[DIRECTIONS]
Would you show every line from the records that holds "Option"?

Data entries

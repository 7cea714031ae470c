pub mod bitmap;
pub mod geometry;
pub mod logging;
pub mod readout;
pub mod settings;

pub use bitmap::{decode_file, is_image_file, Bitmap, DecodedBitmap};
pub use geometry::{Point, Rect};
pub use readout::{PixelReadout, SurfaceTree};
use crate::bitmap::Bitmap;
use crate::geometry::Point;
use crate::readout::discovery::{find_image_canvas, find_scrolled_content, resolve_viewing_surface};
use crate::readout::mapping::{infer_zoom, map_to_pixel, MappingContext};
use crate::readout::surface::SurfaceTree;
use crate::readout::tracking::{Readout, TrackingState};

/// Geometry of the currently attached display: the resolved rendering
/// surface and the mapping context derived from it. Rebuilt from scratch on
/// every attach; never cached across a detach.
#[derive(Debug, Clone)]
struct Attachment<N> {
    surface: N,
    ctx: MappingContext,
}

/// The readout core for one display at a time.
///
/// The host calls `attach` when an image display becomes active, forwards
/// pointer moves and lock toggles, and renders `readout_text` into whatever
/// status surface it owns. All entry points return whether the visible text
/// changed so the host only repaints when it did.
#[derive(Debug)]
pub struct PixelReadout<N> {
    attachment: Option<Attachment<N>>,
    tracking: TrackingState,
    text: String,
}

impl<N> Default for PixelReadout<N> {
    fn default() -> Self {
        Self {
            attachment: None,
            tracking: TrackingState::new(),
            text: Readout::EMPTY.text(),
        }
    }
}

impl<N: Clone + PartialEq> PixelReadout<N> {
    pub fn new() -> Self {
        Self::default()
    }

    pub fn is_attached(&self) -> bool {
        self.attachment.is_some()
    }

    /// The formatted status line for the current state.
    pub fn readout_text(&self) -> &str {
        &self.text
    }

    /// Attach to the display rooted at `root`.
    ///
    /// Resolves the rendering surface once: discovery starts inside the
    /// scrolled content when a scroll container is present, and falls back
    /// to `root` when nothing qualifies. When the host supplies no zoom it
    /// is inferred from a near-uniform surface. Any previous attachment is
    /// discarded first.
    pub fn attach<T, B>(&mut self, tree: &T, root: &N, bitmap: &B, explicit_zoom: Option<f64>) -> bool
    where
        T: SurfaceTree<Node = N>,
        B: Bitmap,
    {
        let changed = self.detach();

        let (image_w, image_h) = (bitmap.width(), bitmap.height());
        let base = find_scrolled_content(tree, root).unwrap_or_else(|| root.clone());
        let surface = find_image_canvas(tree, &base, image_w, image_h).unwrap_or(base);

        let bounds = tree.bounds(&surface);
        let zoom = explicit_zoom.or_else(|| infer_zoom(bounds, image_w, image_h));
        let ctx = MappingContext::new(bounds, image_w, image_h, zoom);
        tracing::debug!(
            surface_bounds = ?ctx.surface_bounds,
            image_w,
            image_h,
            zoom,
            "attached to image display"
        );

        self.attachment = Some(Attachment { surface, ctx });
        changed
    }

    /// Tear down the current attachment. Idempotent; clears all tracking
    /// state and restores the empty readout.
    pub fn detach(&mut self) -> bool {
        if self.attachment.take().is_some() {
            tracing::debug!("detached from image display");
        }
        self.tracking.reset();
        self.set_text(Readout::EMPTY.text())
    }

    /// Handle one physical pointer move, delivered in `source`'s local
    /// coordinate space.
    ///
    /// Exactly one mapping call per event. When the event source is not the
    /// attached surface (the host view was swapped out or the bitmap is
    /// rendered by an inner panel), the surface is re-resolved around the
    /// source and the attachment re-targeted before mapping.
    pub fn on_pointer_move<T, B>(&mut self, tree: &T, bitmap: &B, point: Point, source: &N) -> bool
    where
        T: SurfaceTree<Node = N>,
        B: Bitmap,
    {
        let Some(attachment) = self.attachment.as_mut() else {
            return self.set_text(Readout::EMPTY.text());
        };

        if attachment.surface != *source {
            let surface = resolve_viewing_surface(tree, source, bitmap.width(), bitmap.height());
            if surface != attachment.surface {
                let bounds = tree.bounds(&surface);
                let zoom = attachment
                    .ctx
                    .explicit_zoom
                    .or_else(|| infer_zoom(bounds, bitmap.width(), bitmap.height()));
                attachment.ctx =
                    MappingContext::new(bounds, bitmap.width(), bitmap.height(), zoom);
                attachment.surface = surface;
                tracing::debug!(surface_bounds = ?attachment.ctx.surface_bounds, "re-targeted surface");
            }
        }

        let pixel = map_to_pixel(point, &attachment.ctx);
        let color = pixel.and_then(|(x, y)| bitmap.sample(x, y));
        let readout = self.tracking.observe(pixel, color);
        self.set_text(readout.text())
    }

    /// Toggle the pixel lock. A toggle before any pixel has been observed is
    /// a silent no-op.
    pub fn on_lock_toggle(&mut self) -> bool {
        if self.attachment.is_none() {
            return false;
        }
        self.tracking.toggle_lock();
        self.set_text(self.tracking.readout().text())
    }

    fn set_text(&mut self, text: String) -> bool {
        if self.text == text {
            return false;
        }
        self.text = text;
        true
    }
}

[SOLVED EXERCISE]
    attachment: Option<Attachment<N>>,
    pub fn attach<T, B>(&mut self, tree: &T, root: &N, bitmap: &B, explicit_zoom: Option<f64>) -> bool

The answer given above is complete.